- **Exercise goal**
In the data below, retype exactly the line that contains "pub struct LoggingConfig" and every line after it, through the last.
● ● ● ● ● ● ●
//! Logging configuration.

use serde::{Deserialize, Serialize};

/// Logging and tracing configuration.
#[derive(Debug, Clone, Serialize, Deserialize)]
pub struct LoggingConfig {
    /// Log level: `"trace"`, `"debug"`, `"info"`, `"warn"`, `"error"`.
    #[serde(default = "default_level")]
    pub level: String,
    /// Log format: `"json"` or `"pretty"`.
    #[serde(default = "default_format")]
    pub format: String,
}

impl Default for LoggingConfig {
    fn default() -> Self {
        Self {
            level: default_level(),
            format: default_format(),
        }
    }
}

fn default_level() -> String {
    "info".to_string()
}

fn default_format() -> String {
    "json".to_string()
}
● ● ● ● ● ● ●
- **Exercise response**
pub struct LoggingConfig {
    /// Log level: `"trace"`, `"debug"`, `"info"`, `"warn"`, `"error"`.
    #[serde(default = "default_level")]
    pub level: String,
    /// Log format: `"json"` or `"pretty"`.
    #[serde(default = "default_format")]
    pub format: String,
}

impl Default for LoggingConfig {
    fn default() -> Self {
        Self {
            level: default_level(),
            format: default_format(),
        }
    }
}

fn default_level() -> String {
    "info".to_string()
}

fn default_format() -> String {
    "json".to_string()
}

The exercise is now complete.